A positive correlation between chloride, calcium, magnesium, and sodium EC50 values between C. dubia reproduction and P. promelas growth may indicate similar dissolved ion potencies between an invertebrate and vertebrate species. Although some mixture interaction differences were identified, similarities in concentration-response slopes between the two organisms may indicate similar toxicological modes-of-action. These similarities suggest that C. dubia reproduction may be a useful predictor of P. promelas growth. These results will be useful in the development of future predictive models, which can aid in establishing site-specific water quality criteria. The inclusion of a physiologically-based parameter; however, would greatly improve the accuracy and predictability of such models. For this purpose, it is imperative to identify the underlying modes-of-action for these dissolved ions.

In the present study, the toxicity of ion interactions were identified by comparing the slopes of concentration-response curves. Concentration-response curves exhibiting similar slopes possibly indicate similar modes-of-action between contaminants. It has been suggested that effects of elevated dissolved ions on freshwater organisms may be attributed to the reallocation of energy for ionoregulatory purposes. If the ion concentration in the external environment exceeds a tolerable threshold, freshwater fish may utilize more energy in the synthesis and use of ionoregulatory essential enzymes, including ATPases and carbonic anhydrase. As such, it would be expected that an increase in enzymatic activity would occur, which would reduce the energy available for growth and reproduction. Total ATPase and carbonic anhydrase activity were measured in adult P. promelas gill tissue following 3- and 7-day single ion and multi-ion exposures, as well as a 7-day post-exposure recovery period. Sodium bicarbonate significantly reduced carbonic anhydrase activity, while sodium and chloride significantly increased total ATPase activity. Significant effects on total ATPase and carbonic anhydrase activity in the gills of P. promelas did not result from sodium sulfate exposures. This was somewhat expected, as the fish gill is impermeable to divalent anions, such as sulfate. Instead, alterations in enzymatic activity along the intestinal tract may occur, where sulfate is known to increase the permeability of sodium and chloride.
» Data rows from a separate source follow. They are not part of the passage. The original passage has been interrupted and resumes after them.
use anyhow::Result;
use calamine::{Data, Range};
use rust_decimal::Decimal;
use sales_pivot::*;

fn s(text: &str) -> Data {
    Data::String(text.to_string())
}

fn n(value: f64) -> Data {
    Data::Float(value)
}

fn sheet(rows: Vec<Vec<Data>>) -> Range<Data> {
    let height = rows.len() as u32;
    let width = rows.iter().map(|r| r.len()).max().unwrap_or(1) as u32;
    let mut range = Range::new((0, 0), (height.saturating_sub(1), width.saturating_sub(1)));
    for (r, row) in rows.into_iter().enumerate() {
        for (c, cell) in row.into_iter().enumerate() {
            if !matches!(cell, Data::Empty) {
                range.set_value((r as u32, c as u32), cell);
            }
        }
    }
    range
}

/// A category-mode branch sheet with a title row, merged-cell blank runs and
/// a subtotal row, the shape the branch fleet actually exports.
fn branch_sheet(amounts: &[(&str, &str, &str, f64, f64)]) -> Range<Data> {
    let mut rows = vec![
        vec![s("Ventas Consolidadas")],
        vec![
            s("Año Mes"),
            s("Proveedor"),
            s("Familia"),
            s("Total"),
            s("% Utilidad"),
        ],
    ];
    let mut last_period = "";
    let mut last_supplier = "";
    for &(period, supplier, family, amount, margin) in amounts {
        let period_cell = if period == last_period {
            Data::Empty
        } else {
            last_period = period;
            s(period)
        };
        let supplier_cell = if supplier == last_supplier {
            Data::Empty
        } else {
            last_supplier = supplier;
            s(supplier)
        };
        rows.push(vec![
            period_cell,
            supplier_cell,
            s(family),
            n(amount),
            n(margin),
        ]);
    }
    rows.push(vec![Data::Empty, s("Total General"), Data::Empty, n(9999.0)]);
    sheet(rows)
}

fn ingest() -> Snapshot {
    let north = branch_sheet(&[
        ("2024-01", "Acme", "Snacks", 600.0, 0.10),
        ("2024-01", "Acme", "Drinks", 250.0, 0.20),
        ("2024-02", "Bulk Co", "Drinks", 150.0, 0.30),
    ]);
    let south = branch_sheet(&[
        ("2024-01", "Acme", "Snacks", 400.0, 0.15),
        ("2024-02", "Bulk Co", "Snacks", 300.0, 0.25),
    ]);

    let mut records = parse_range(&north, None, "north");
    records.extend(parse_range(&south, None, "south"));
    Snapshot::new(records)
}

#[test]
fn test_full_pipeline_parse_filter_pivot() {
    let snapshot = ingest();
    assert_eq!(snapshot.len(), 5);

    // The trailing subtotal row of each sheet must not have been ingested.
    assert!(snapshot
        .records()
        .iter()
        .all(|r| !r.supplier.to_lowercase().contains("total")));

    let filters = FilterSet::all_from(snapshot.records());
    let report = aggregate(
        snapshot.records(),
        &filters,
        Dimension::Family,
        &[],
        Operator::Sum,
    );

    // Snacks: 600 + 400 + 300 = 1300; Drinks: 250 + 150 = 400.
    assert_eq!(report.rows.len(), 2);
    assert_eq!(report.rows[0].label, "Snacks");
    assert_eq!(report.rows[0].measure_value, 1300.0);
    let share = report.rows[0].share_of_total.unwrap();
    assert!((share - 1300.0 / 1700.0).abs() < 1e-12);
}

#[test]
fn test_breakdown_by_branch_over_time() {
    let snapshot = ingest();
    let filters = FilterSet::all_from(snapshot.records());

    let report = aggregate(
        snapshot.records(),
        &filters,
        Dimension::Period,
        &[Dimension::Branch],
        Operator::Sum,
    );

    // Chronological row order when grouping by period.
    assert_eq!(report.rows[0].label, "2024-01");
    assert_eq!(report.chart.x_labels, vec!["2024-01", "2024-02"]);
    assert_eq!(report.chart.series.len(), 2);

    let north = report
        .chart
        .series
        .iter()
        .find(|series| series.name == "north")
        .unwrap();
    assert_eq!(north.points, vec![Some(850.0), Some(150.0)]);
}

#[test]
fn test_filters_narrow_the_report() {
    let snapshot = ingest();
    let mut filters = FilterSet::all_from(snapshot.records());
    filters.branches.remove("south");
    filters.periods.remove("2024-02");

    let report = aggregate(
        snapshot.records(),
        &filters,
        Dimension::Supplier,
        &[],
        Operator::Count,
    );

    // Only north's two January rows remain.
    assert_eq!(report.rows.len(), 1);
    assert_eq!(report.rows[0].label, "Acme");
    assert_eq!(report.rows[0].measure_value, 2.0);
    assert_eq!(report.rows[0].share_of_total, None);
}

#[test]
fn test_currency_text_amounts_survive_ingestion() -> Result<()> {
    let range = sheet(vec![
        vec![s("Año Mes"), s("Familia"), s("Total")],
        vec![s("2024-01"), s("Snacks"), s("₡1,000.00")],
        vec![s("2024-01"), s("Drinks"), s("1.234,56")],
    ]);
    let records = parse_range(&range, None, "kiosk");

    assert_eq!(records.len(), 2);
    assert_eq!(records[0].total_amount, "1000.00".parse::<Decimal>()?);
    assert_eq!(records[1].total_amount, "1234.56".parse::<Decimal>()?);
    Ok(())
}

#[test]
fn test_comparative_view_shows_gap_not_zero() {
    // Branch A sells the product in January only; branch B in both months.
    let a = branch_sheet(&[("2024-01", "Acme", "Cola", 100.0, 0.10)]);
    let b = branch_sheet(&[
        ("2024-01", "Acme", "Cola", 100.0, 0.20),
        ("2024-02", "Acme", "Cola", 100.0, 0.20),
    ]);

    let mut records = parse_range(&a, None, "A");
    records.extend(parse_range(&b, None, "B"));
    let snapshot = Snapshot::new(records);

    let filters = FilterSet::all_from(snapshot.records());
    let chart = comparative_series(snapshot.records(), &filters, "Cola");

    assert_eq!(chart.x_labels, vec!["2024-01", "2024-02"]);
    let series_a = chart.series.iter().find(|s| s.name == "A").unwrap();
    let series_b = chart.series.iter().find(|s| s.name == "B").unwrap();
    assert_eq!(series_a.points, vec![Some(0.10), None]);
    assert_eq!(series_b.points, vec![Some(0.20), Some(0.20)]);
}

#[test]
fn test_product_explorer_across_branches() {
    let snapshot = ingest();
    let filters = FilterSet::all_from(snapshot.records());

    let summaries = explore_products(snapshot.records(), &filters);
    let snacks = summaries.iter().find(|p| p.name == "Snacks").unwrap();

    assert_eq!(snacks.branch_count, 2);
    assert_eq!(snacks.branches, vec!["north", "south"]);
    assert_eq!(snacks.total_sales, 1300.0);
}

#[test]
fn test_snapshot_survives_json_handoff() -> Result<()> {
    let snapshot = ingest();
    let restored = Snapshot::from_json(&snapshot.to_json()?)?;
    assert_eq!(restored, snapshot);
    Ok(())
}

#[test]
fn test_pivot_is_idempotent_over_a_snapshot() {
    let snapshot = ingest();
    let filters = FilterSet::all_from(snapshot.records());

    let first = aggregate(
        snapshot.records(),
        &filters,
        Dimension::Branch,
        &[Dimension::Family],
        Operator::AverageMargin,
    );
    let second = aggregate(
        snapshot.records(),
        &filters,
        Dimension::Branch,
        &[Dimension::Family],
        Operator::AverageMargin,
    );
    assert_eq!(first, second);
}
use calamine::Data;
use rust_decimal::Decimal;
use std::str::FromStr;

/// Symbols stripped before textual parsing: percent, dollar and colón signs.
const STRIPPED_GLYPHS: [char; 3] = ['%', '$', '₡'];

/// Locale-tolerant numeric read of a single cell. Numeric cells pass through
/// directly; text cells go through [`text_to_decimal`]. Everything else
/// (dates, booleans, errors, blanks) is not a number.
pub fn cell_to_decimal(cell: &Data) -> Option<Decimal> {
    match cell {
        Data::Float(value) => Decimal::try_from(*value).ok(),
        Data::Int(value) => Some(Decimal::from(*value)),
        Data::String(text) => text_to_decimal(text),
        _ => None,
    }
}

/// Parses currency/percentage-formatted text. The invariant (dot-decimal)
/// convention is tried before the regional (comma-decimal) one so that plain
/// numeric exports are never misread through a grouping separator.
pub fn text_to_decimal(text: &str) -> Option<Decimal> {
    let stripped: String = text
        .chars()
        .filter(|c| !STRIPPED_GLYPHS.contains(c))
        .collect();
    let stripped = stripped.trim();
    if stripped.is_empty() {
        return None;
    }

    parse_with_separators(stripped, '.', ',')
        .or_else(|| parse_with_separators(stripped, ',', '.'))
}

/// One convention attempt. A grouping character (or a second decimal mark)
/// appearing after the decimal separator invalidates the attempt, which is
/// what pushes `1.234,56` off the invariant path and onto the regional one.
fn parse_with_separators(text: &str, decimal: char, group: char) -> Option<Decimal> {
    if let Some(pos) = text.find(decimal) {
        let fraction = &text[pos + decimal.len_utf8()..];
        if fraction.contains(decimal) || fraction.contains(group) {
            return None;
        }
    }

    let normalized: String = text
        .chars()
        .filter(|&c| c != group)
        .map(|c| if c == decimal { '.' } else { c })
        .collect();

    Decimal::from_str(&normalized).ok()
}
This possibility presents a need for identifying changes in enzymatic activity for other ionoregulatory important tissues, such as the intestines and even kidney.

The results of this research not only add to the limited dataset regarding the chronic toxicity of elevated dissolved ions to freshwater organisms, but also further demonstrate the complex nature of ion toxicity. Differences between previously described acute ion toxicity, and the chronic toxicity established by the present study, indicate that sub-lethal effects cannot be simply explained by their effects on survival. Although acute events, such as fish kills, are very abrupt and easily identified, chronic events should not be discounted. Reproduction and growth are important aspects that contribute to organismal fitness, and ultimately affect the success of an ecosystem. Changes in these aspects can disrupt ecosystem processes over time, and are oftentimes too subtle to take early corrective actions. For this reason, establishing water quality guidelines for elevated dissolved ions based on sub-lethal effects is critical. Overall, these results provide essential information that can help manage water quality by serving as the foundation for the development of future predictive models.